▶ What you will do
Below are records; work out how many of their lines contain the word "ForgeError" and reply with the number only.

▶ Exercise material
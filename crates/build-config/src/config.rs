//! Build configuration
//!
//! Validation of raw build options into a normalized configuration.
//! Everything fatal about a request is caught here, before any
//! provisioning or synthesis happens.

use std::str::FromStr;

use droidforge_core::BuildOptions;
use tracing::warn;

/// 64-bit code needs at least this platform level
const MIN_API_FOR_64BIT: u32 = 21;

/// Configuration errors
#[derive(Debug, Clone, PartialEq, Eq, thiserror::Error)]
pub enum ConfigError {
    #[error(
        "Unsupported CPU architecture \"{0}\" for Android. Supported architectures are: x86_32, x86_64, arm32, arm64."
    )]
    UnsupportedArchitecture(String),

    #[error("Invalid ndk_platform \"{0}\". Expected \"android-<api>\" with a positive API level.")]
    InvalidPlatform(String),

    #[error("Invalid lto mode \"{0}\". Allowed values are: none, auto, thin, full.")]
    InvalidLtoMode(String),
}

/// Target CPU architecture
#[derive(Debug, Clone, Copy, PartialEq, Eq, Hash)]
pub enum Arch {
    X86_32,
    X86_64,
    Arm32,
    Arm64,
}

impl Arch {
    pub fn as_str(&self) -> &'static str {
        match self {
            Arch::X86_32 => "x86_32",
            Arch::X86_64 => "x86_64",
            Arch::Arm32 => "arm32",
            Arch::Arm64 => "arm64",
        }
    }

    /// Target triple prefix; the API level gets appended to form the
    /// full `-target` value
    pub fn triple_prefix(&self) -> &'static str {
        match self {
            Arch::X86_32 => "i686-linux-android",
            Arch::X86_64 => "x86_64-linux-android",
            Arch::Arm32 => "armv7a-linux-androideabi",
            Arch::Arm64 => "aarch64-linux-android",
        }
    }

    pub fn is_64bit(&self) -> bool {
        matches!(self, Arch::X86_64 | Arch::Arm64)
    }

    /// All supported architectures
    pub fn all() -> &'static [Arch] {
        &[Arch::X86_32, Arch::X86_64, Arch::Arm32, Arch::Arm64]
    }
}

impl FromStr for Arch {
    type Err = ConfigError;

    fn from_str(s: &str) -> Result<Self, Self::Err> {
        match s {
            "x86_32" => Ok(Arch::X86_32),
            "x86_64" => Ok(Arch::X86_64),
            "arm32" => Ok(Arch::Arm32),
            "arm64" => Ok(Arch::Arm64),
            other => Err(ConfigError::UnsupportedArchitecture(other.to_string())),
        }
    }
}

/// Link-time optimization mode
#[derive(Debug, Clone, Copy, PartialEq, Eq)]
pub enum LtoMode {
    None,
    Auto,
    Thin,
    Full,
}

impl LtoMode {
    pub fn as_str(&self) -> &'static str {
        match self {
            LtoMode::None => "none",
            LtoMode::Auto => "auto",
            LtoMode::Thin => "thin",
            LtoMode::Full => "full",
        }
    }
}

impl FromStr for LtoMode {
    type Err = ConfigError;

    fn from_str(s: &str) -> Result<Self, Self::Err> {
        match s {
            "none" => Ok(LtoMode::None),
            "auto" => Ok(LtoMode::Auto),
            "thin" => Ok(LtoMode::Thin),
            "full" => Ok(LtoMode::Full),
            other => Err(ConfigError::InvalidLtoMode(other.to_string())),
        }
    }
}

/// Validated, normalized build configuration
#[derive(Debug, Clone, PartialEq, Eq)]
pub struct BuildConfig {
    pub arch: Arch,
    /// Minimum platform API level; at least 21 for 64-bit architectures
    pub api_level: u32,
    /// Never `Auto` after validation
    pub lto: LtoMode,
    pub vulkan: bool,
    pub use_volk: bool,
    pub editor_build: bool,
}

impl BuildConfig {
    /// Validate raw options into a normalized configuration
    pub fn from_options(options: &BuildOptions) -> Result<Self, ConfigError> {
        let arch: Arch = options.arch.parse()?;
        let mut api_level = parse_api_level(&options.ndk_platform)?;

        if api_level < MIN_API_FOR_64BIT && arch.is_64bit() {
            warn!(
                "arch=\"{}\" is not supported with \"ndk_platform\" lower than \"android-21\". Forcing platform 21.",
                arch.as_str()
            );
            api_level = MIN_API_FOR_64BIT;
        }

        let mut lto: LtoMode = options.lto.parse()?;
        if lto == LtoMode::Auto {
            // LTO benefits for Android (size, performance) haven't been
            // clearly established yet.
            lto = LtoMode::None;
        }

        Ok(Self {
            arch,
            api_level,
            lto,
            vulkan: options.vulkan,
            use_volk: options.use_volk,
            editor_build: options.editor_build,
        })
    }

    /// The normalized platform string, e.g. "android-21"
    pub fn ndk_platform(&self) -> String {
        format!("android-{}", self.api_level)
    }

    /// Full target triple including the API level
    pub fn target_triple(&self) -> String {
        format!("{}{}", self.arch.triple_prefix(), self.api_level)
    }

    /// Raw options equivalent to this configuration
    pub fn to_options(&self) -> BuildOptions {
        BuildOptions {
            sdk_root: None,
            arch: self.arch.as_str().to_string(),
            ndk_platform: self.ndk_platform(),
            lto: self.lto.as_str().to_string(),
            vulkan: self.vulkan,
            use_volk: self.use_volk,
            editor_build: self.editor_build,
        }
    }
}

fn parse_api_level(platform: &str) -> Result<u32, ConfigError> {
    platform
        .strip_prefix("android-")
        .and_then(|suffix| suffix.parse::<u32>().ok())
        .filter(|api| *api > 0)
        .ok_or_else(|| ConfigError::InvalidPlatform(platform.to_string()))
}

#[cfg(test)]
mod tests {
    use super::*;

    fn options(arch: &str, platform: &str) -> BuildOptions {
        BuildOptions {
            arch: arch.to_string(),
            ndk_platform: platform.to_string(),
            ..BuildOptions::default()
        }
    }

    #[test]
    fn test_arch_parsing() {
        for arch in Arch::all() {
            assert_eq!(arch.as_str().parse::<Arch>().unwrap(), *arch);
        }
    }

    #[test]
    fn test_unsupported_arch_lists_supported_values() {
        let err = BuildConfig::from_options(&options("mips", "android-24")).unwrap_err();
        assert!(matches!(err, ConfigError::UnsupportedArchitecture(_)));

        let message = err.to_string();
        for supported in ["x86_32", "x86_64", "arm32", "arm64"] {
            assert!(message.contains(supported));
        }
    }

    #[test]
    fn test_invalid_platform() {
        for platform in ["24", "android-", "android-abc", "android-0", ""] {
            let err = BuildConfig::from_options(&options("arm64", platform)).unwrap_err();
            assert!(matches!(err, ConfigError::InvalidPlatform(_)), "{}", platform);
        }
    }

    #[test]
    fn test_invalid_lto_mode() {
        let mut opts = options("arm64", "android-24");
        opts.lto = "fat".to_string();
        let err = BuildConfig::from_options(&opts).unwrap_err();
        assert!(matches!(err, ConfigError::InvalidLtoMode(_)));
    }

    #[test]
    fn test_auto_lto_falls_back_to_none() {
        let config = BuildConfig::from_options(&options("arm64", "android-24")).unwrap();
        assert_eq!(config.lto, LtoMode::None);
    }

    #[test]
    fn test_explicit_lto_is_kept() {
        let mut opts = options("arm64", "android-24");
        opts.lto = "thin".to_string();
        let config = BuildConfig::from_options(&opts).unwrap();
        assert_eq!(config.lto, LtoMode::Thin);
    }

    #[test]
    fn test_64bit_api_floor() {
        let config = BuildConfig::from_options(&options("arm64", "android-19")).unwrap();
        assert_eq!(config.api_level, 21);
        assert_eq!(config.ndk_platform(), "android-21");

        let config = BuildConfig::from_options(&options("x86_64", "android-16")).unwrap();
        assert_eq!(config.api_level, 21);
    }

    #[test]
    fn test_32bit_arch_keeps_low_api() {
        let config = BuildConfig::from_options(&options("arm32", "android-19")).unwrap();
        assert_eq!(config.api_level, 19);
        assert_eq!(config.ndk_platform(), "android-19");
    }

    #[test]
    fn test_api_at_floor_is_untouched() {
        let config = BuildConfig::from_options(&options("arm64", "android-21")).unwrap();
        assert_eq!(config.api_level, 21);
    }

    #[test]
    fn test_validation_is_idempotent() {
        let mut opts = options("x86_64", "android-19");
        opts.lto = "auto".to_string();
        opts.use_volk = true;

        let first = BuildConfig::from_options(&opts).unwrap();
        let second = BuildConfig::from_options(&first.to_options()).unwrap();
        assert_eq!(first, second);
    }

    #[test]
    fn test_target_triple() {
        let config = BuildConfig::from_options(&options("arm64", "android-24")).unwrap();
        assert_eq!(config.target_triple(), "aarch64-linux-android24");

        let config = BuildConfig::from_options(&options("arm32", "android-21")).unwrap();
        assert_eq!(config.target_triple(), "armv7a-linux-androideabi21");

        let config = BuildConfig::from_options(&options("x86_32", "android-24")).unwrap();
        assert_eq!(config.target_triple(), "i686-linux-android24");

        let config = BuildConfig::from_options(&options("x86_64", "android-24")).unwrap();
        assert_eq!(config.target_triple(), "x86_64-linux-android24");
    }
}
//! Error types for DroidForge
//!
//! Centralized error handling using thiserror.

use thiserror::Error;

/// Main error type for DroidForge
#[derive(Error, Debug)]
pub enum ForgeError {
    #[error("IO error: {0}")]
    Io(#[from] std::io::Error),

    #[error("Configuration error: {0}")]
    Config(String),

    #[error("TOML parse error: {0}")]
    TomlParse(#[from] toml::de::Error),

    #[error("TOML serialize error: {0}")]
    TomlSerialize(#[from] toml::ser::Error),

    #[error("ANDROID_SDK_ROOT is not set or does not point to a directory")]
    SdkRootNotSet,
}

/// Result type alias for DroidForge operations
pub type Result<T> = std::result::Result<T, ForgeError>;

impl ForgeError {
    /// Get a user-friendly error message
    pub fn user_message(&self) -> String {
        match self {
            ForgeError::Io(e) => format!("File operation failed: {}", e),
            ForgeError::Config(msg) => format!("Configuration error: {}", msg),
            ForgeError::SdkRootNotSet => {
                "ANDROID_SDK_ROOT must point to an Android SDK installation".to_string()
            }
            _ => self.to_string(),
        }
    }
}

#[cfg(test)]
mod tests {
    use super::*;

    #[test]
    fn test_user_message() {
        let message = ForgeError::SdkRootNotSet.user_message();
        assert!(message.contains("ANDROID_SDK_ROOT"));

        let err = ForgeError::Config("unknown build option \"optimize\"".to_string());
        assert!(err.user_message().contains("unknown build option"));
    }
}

▶ Task response
8